[[ SUPPLIED RECORDS, beginning ]]

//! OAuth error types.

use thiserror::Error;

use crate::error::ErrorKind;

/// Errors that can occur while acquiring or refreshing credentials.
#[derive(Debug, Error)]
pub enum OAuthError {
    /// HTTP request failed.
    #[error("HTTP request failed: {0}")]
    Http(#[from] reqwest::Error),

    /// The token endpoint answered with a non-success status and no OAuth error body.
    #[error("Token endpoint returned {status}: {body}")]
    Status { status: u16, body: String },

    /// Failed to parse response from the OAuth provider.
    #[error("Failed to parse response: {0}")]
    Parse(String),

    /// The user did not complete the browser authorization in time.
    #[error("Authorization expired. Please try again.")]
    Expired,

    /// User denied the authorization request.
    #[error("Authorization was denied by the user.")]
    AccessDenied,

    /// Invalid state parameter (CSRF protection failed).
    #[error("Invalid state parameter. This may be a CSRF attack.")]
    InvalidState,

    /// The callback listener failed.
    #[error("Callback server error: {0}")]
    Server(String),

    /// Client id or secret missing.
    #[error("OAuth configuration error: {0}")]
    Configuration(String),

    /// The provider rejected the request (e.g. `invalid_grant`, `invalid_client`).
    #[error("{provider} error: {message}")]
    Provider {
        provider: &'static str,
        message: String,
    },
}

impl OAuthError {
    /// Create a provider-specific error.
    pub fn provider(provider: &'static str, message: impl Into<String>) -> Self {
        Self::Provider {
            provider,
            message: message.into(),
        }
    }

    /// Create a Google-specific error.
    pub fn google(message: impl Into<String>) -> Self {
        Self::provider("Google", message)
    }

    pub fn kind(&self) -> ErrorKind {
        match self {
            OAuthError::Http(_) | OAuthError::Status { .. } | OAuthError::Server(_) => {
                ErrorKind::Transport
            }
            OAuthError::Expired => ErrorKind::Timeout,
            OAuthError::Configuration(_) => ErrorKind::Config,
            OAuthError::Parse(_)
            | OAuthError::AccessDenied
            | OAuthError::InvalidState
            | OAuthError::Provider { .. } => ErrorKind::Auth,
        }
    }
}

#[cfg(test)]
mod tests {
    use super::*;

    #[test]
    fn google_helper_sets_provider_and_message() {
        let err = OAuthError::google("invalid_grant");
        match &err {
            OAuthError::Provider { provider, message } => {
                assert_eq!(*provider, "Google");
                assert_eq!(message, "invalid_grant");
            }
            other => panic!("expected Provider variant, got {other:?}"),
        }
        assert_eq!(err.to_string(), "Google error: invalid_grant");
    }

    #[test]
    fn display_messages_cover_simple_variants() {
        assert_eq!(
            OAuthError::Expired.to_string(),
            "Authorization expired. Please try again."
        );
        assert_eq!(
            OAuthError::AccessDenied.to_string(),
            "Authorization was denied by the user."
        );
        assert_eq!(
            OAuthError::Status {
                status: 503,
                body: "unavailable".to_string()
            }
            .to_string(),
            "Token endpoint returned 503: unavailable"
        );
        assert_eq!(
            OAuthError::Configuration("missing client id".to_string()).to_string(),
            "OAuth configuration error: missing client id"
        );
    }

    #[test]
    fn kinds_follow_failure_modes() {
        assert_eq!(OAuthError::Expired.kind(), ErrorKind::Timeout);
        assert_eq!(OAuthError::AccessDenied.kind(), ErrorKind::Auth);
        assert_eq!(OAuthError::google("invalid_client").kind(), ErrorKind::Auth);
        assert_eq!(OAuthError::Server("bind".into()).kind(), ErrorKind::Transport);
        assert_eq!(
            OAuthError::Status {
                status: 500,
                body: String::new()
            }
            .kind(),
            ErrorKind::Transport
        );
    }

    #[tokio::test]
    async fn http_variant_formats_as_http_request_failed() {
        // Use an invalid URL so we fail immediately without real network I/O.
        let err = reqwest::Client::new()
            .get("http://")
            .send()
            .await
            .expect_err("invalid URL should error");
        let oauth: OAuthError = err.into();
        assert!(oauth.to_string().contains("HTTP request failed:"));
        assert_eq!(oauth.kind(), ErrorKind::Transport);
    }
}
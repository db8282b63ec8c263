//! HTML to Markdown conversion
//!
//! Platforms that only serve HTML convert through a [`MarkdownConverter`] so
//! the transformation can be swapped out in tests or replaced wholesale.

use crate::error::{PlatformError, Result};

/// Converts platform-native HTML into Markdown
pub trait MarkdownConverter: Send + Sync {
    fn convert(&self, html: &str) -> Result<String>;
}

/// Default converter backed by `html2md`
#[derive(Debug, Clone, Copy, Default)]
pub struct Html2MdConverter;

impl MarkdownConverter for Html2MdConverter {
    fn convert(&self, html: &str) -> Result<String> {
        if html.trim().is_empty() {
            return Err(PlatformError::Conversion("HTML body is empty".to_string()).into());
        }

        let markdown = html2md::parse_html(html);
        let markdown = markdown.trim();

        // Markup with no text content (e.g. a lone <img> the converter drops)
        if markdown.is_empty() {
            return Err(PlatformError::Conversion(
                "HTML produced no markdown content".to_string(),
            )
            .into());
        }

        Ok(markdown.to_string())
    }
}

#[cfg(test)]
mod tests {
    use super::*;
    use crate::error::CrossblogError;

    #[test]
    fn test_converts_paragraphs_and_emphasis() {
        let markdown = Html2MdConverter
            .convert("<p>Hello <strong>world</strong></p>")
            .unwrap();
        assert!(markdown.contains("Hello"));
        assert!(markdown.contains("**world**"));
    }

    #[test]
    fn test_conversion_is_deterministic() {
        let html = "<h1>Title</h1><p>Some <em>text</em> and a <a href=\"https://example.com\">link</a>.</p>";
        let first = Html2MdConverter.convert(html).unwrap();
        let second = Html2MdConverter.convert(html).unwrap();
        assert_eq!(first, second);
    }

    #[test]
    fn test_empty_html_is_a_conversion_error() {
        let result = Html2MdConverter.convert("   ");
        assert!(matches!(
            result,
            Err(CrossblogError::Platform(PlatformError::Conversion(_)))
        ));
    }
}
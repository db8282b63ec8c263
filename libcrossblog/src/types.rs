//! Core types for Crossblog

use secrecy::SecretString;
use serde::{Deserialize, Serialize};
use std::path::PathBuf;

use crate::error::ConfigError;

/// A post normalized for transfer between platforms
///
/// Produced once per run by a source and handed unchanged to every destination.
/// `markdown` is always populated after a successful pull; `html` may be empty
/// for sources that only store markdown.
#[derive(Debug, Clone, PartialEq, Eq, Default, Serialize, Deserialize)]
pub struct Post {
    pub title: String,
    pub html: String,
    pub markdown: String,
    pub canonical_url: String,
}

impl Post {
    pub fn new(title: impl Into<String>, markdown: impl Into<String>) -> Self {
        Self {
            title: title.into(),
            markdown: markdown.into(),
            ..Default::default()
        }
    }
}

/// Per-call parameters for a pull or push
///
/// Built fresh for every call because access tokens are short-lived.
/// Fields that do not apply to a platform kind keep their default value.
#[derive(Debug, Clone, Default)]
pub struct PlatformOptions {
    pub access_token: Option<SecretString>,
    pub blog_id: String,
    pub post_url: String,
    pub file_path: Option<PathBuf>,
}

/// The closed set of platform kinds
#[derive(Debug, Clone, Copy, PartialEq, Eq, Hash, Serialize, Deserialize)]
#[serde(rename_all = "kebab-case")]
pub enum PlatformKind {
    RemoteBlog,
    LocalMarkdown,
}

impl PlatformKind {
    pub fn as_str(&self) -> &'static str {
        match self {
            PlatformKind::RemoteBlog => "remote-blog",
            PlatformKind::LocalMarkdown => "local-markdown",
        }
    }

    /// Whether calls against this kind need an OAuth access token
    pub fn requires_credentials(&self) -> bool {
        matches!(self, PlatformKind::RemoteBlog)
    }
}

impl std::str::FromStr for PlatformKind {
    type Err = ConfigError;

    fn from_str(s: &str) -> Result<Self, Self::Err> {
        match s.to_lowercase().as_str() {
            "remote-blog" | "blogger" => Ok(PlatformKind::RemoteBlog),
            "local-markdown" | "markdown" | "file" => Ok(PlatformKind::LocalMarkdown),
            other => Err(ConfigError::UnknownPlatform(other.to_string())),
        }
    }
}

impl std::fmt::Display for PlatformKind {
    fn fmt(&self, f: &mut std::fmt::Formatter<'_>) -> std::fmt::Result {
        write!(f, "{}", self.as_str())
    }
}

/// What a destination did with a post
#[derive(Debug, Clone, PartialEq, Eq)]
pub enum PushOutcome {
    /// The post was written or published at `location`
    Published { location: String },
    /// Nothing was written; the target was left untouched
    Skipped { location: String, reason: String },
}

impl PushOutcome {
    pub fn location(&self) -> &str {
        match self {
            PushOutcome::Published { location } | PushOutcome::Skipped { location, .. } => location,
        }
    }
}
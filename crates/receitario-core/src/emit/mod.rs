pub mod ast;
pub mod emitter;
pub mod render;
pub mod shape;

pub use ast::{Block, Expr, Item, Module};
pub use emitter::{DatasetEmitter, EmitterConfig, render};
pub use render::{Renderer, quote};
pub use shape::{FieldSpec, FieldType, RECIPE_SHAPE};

[[ SUPPLIED RECORDS, end ]]

Identify each line in the records above that contains the word "world", and copy it out in full.

            .convert("<p>Hello <strong>world</strong></p>")
        assert!(markdown.contains("**world**"));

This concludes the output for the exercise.